With outdoor temperatures approaching 42°C (108°F) in July, making it nearly impossible to walk outdoors, “people scrambled to find shelter in air conditioned homes, offices, and public buildings,” Bloomberg Green reports. But meanwhile, the city was running a pilot project with a qanat, an underground network of piping inspired by infrastructure that dates back to the Persian era a thousand years ago.
The CartujaQanat is “an architectural experiment in cooling solutions that doesn’t rely on burning more planet-warming fossil fuels,” Bloomberg writes. “The system is modeled on ancient tunnels dug to bring water to agricultural fields that were first documented in what is today Iran. The Persians realized 1,000 years ago that the running water also cooled the air in the canals, so they fashioned vertical shafts to bring that air to the surface.”
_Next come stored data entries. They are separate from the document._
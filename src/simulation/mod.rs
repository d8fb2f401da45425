//! Train position simulation
//!
//! This module contains the track model and the per-train movement logic.
//! It knows nothing about the controller protocol or the transport and can
//! be driven directly from tests.

mod cursor;
mod error;
mod sensors;
mod switches;
mod track_graph;
mod track_spec;
mod train;
mod types;
mod world;

pub use cursor::{Advance, PositionCursor};
pub use error::{ConfigError, SensorError, TraversalError};
pub use sensors::{SensorLatch, SensorTable, SENSOR_REPORT_LEN};
pub use switches::SwitchTable;
pub use track_graph::{TrackEdge, TrackGraph, TrackNode};
pub use track_spec::{EdgeSpec, NodeSpec, TrackSpec};
pub use train::{SimTrain, TrainDynamics, DEFAULT_GAIN, DEFAULT_MM_PER_STEP_PER_NOTCH};
pub use types::{
    mm, to_mm, EdgeId, Micrometers, NodeId, NodeKind, Position, SwitchDirection, TrainId,
    TrainPose, MAX_SPEED_NOTCH, MICROMETERS_PER_MM, SENSORS_PER_BANK, SENSOR_BANKS, SENSOR_COUNT,
};
pub use world::{SimConfig, Simulation, DEFAULT_STEP};
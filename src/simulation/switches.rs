//! Switch positions for every branch on the layout

use std::collections::HashMap;

use super::types::SwitchDirection;

/// Routing choice per switch number. Switches that were never thrown read
/// as straight.
#[derive(Debug, Clone, Default)]
pub struct SwitchTable {
    positions: HashMap<u8, SwitchDirection>,
}

impl SwitchTable {
    pub fn new() -> Self {
        Self::default()
    }

    pub fn set(&mut self, switch: u8, direction: SwitchDirection) {
        self.positions.insert(switch, direction);
    }

    pub fn get(&self, switch: u8) -> SwitchDirection {
        self.positions.get(&switch).copied().unwrap_or_default()
    }

    /// Number of switches that have been thrown at least once
    pub fn thrown_count(&self) -> usize {
        self.positions.len()
    }
}
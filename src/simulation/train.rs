//! Train movement for the simulation

use super::cursor::{Advance, PositionCursor};
use super::error::TraversalError;
use super::switches::SwitchTable;
use super::track_graph::TrackGraph;
use super::types::{mm, TrainId, TrainPose, MAX_SPEED_NOTCH};

/// Fraction of the gap to the commanded velocity closed each step
pub const DEFAULT_GAIN: f64 = 0.05;

/// Velocity per speed notch, in millimeters per simulation step
pub const DEFAULT_MM_PER_STEP_PER_NOTCH: f64 = 0.25;

/// How quickly a train responds to its throttle
#[derive(Debug, Clone, Copy, PartialEq)]
pub struct TrainDynamics {
    pub gain: f64,
    pub mm_per_step_per_notch: f64,
}

impl Default for TrainDynamics {
    fn default() -> Self {
        Self {
            gain: DEFAULT_GAIN,
            mm_per_step_per_notch: DEFAULT_MM_PER_STEP_PER_NOTCH,
        }
    }
}

/// A train in the simulation
///
/// `velocity` is measured in the frame the train was spawned facing.
/// `direction` maps that frame onto the cursor, so after a reverse the train
/// keeps rolling the way it was going until the lag brings it round.
#[derive(Debug, Clone)]
pub struct SimTrain {
    pub id: TrainId,
    /// Millimeters per simulation step
    pub velocity: f64,
    /// Commanded speed notch, 0 = stop
    pub target: u8,
    /// +1 or -1
    pub direction: f64,
    pub cursor: PositionCursor,
}

impl SimTrain {
    pub fn new(id: TrainId, cursor: PositionCursor) -> Self {
        Self {
            id,
            velocity: 0.0,
            target: 0,
            direction: 1.0,
            cursor,
        }
    }

    /// Stores the commanded notch. Movement follows on later steps.
    pub fn set_speed(&mut self, notch: u8) {
        self.target = notch.min(MAX_SPEED_NOTCH);
    }

    pub fn toggle_reverse(&mut self, track: &TrackGraph) {
        self.direction = -self.direction;
        self.cursor.reverse_in_place(track);
    }

    /// Runs one fixed simulation step. The distance covered is rounded to
    /// the nearest micrometer before the cursor moves.
    pub fn step(
        &mut self,
        dynamics: &TrainDynamics,
        track: &TrackGraph,
        switches: &SwitchTable,
    ) -> Result<Advance, TraversalError> {
        let commanded = f64::from(self.target) * dynamics.mm_per_step_per_notch * self.direction;
        self.velocity += dynamics.gain * (commanded - self.velocity);
        self.cursor
            .advance(mm(self.velocity * self.direction), track, switches)
    }

    pub fn pose(&self, track: &TrackGraph) -> TrainPose {
        TrainPose {
            id: self.id,
            position: self.cursor.position(track),
            heading: self.cursor.heading(track),
        }
    }
}
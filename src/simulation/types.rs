//! Core types for the train simulation

use petgraph::graph::{EdgeIndex, NodeIndex};
use serde::Deserialize;

/// Index of a node in the track arena
pub type NodeId = NodeIndex;

/// Index of an edge in the track arena
pub type EdgeId = EdgeIndex;

/// Train number as it appears on the wire
pub type TrainId = u8;

/// Distance along the track. Offsets and edge lengths are whole
/// micrometers so moving and reversing a cursor never rounds.
pub type Micrometers = i64;

pub const MICROMETERS_PER_MM: Micrometers = 1000;

/// Millimeters to the nearest micrometer
pub fn mm(value: f64) -> Micrometers {
    (value * MICROMETERS_PER_MM as f64).round() as Micrometers
}

pub fn to_mm(value: Micrometers) -> f64 {
    value as f64 / MICROMETERS_PER_MM as f64
}

/// Role of a track node
#[derive(Debug, Clone, Copy, PartialEq, Eq, Hash, Deserialize)]
#[serde(rename_all = "lowercase")]
pub enum NodeKind {
    Sensor,
    Branch,
    Merge,
    Enter,
    Exit,
}

impl NodeKind {
    /// The kind the reverse node must have
    pub fn reverse_kind(self) -> NodeKind {
        match self {
            NodeKind::Sensor => NodeKind::Sensor,
            NodeKind::Branch => NodeKind::Merge,
            NodeKind::Merge => NodeKind::Branch,
            NodeKind::Enter => NodeKind::Exit,
            NodeKind::Exit => NodeKind::Enter,
        }
    }

    /// Number of outgoing edge slots this kind of node fills
    pub fn out_degree(self) -> usize {
        match self {
            NodeKind::Branch => 2,
            NodeKind::Exit => 0,
            NodeKind::Sensor | NodeKind::Merge | NodeKind::Enter => 1,
        }
    }

    /// Whether the node carries a sensor or switch number
    pub fn is_numbered(self) -> bool {
        matches!(self, NodeKind::Sensor | NodeKind::Branch)
    }
}

/// Outgoing edge slot of a node. Non-branch nodes only use `Straight`.
#[derive(Debug, Clone, Copy, PartialEq, Eq, Hash, Default, Deserialize)]
#[serde(rename_all = "lowercase")]
pub enum SwitchDirection {
    #[default]
    Straight,
    Curved,
}

impl SwitchDirection {
    pub fn index(self) -> usize {
        match self {
            SwitchDirection::Straight => 0,
            SwitchDirection::Curved => 1,
        }
    }

    /// Decode the direction byte of a switch frame
    pub fn from_wire(byte: u8) -> Option<Self> {
        match byte {
            0 => Some(SwitchDirection::Straight),
            1 => Some(SwitchDirection::Curved),
            _ => None,
        }
    }
}

/// A 2D position on the layout, in millimeters
#[derive(Debug, Clone, Copy, PartialEq, Default)]
pub struct Position {
    pub x: f64,
    pub y: f64,
}

impl Position {
    pub fn new(x: f64, y: f64) -> Self {
        Self { x, y }
    }

    pub fn lerp(&self, other: &Position, t: f64) -> Position {
        Position {
            x: self.x + (other.x - self.x) * t,
            y: self.y + (other.y - self.y) * t,
        }
    }

    /// Vector from this position to another
    pub fn delta_to(&self, other: &Position) -> Position {
        Position {
            x: other.x - self.x,
            y: other.y - self.y,
        }
    }

    /// Heading angle of the vector from this position to another
    pub fn angle_to(&self, other: &Position) -> f64 {
        let d = self.delta_to(other);
        d.y.atan2(d.x)
    }
}

/// Where a train is and which way it faces, for drawing
#[derive(Debug, Clone, Copy, PartialEq)]
pub struct TrainPose {
    pub id: TrainId,
    pub position: Position,
    pub heading: f64,
}

/// Number of sensor banks on the layout (A through E)
pub const SENSOR_BANKS: usize = 5;

/// Sensors per bank
pub const SENSORS_PER_BANK: usize = 16;

/// Total addressable sensors
pub const SENSOR_COUNT: usize = SENSOR_BANKS * SENSORS_PER_BANK;

/// Highest speed notch accepted by the controller
pub const MAX_SPEED_NOTCH: u8 = 14;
In Seville, the network of aqueducts uses air, water, and solar power to reduce ambient temperatures by up to 10°C across a site the size of two soccer fields, the news agency adds, citing the city’s public water company Emasesa.
“This is not an air conditioning system like the one you may have in your home,” said Emasesa engineer and project supervisor Juan Luis López. “We use natural techniques and materials to reduce temperatures.”
Bloomberg traces the challenges Seville has faced with its embrace of experimental technologies, including the need for two additional water pumps for the CartujaQanat and a similar project at a local bus station that received no bidders in 2021, after inflation drove down the value of the available funds.
But López said he’s undeterred. “The goal is to test the technology, to learn from it and fine tune it so we can replicate what works elsewhere,” he told Bloomberg.
Located near the southern tip of the Iberian peninsula, the stakes are high for Seville to adapt to the rising temperatures that are a hallmark of the climate crisis, Bloomberg notes. The city saw excess heat kill 103 people over the 12 months ending August 2—although Seville’s heat mortality per 100,000 population is still below Madrid’s and Barcelona’s, “indicating its strategies could be helping to lower the death toll.”
The heat wave also brings economic challenges, jeopardizing Seville’s most important trade route via the parched Rhine River as well as its US$2-trillion tourism industry.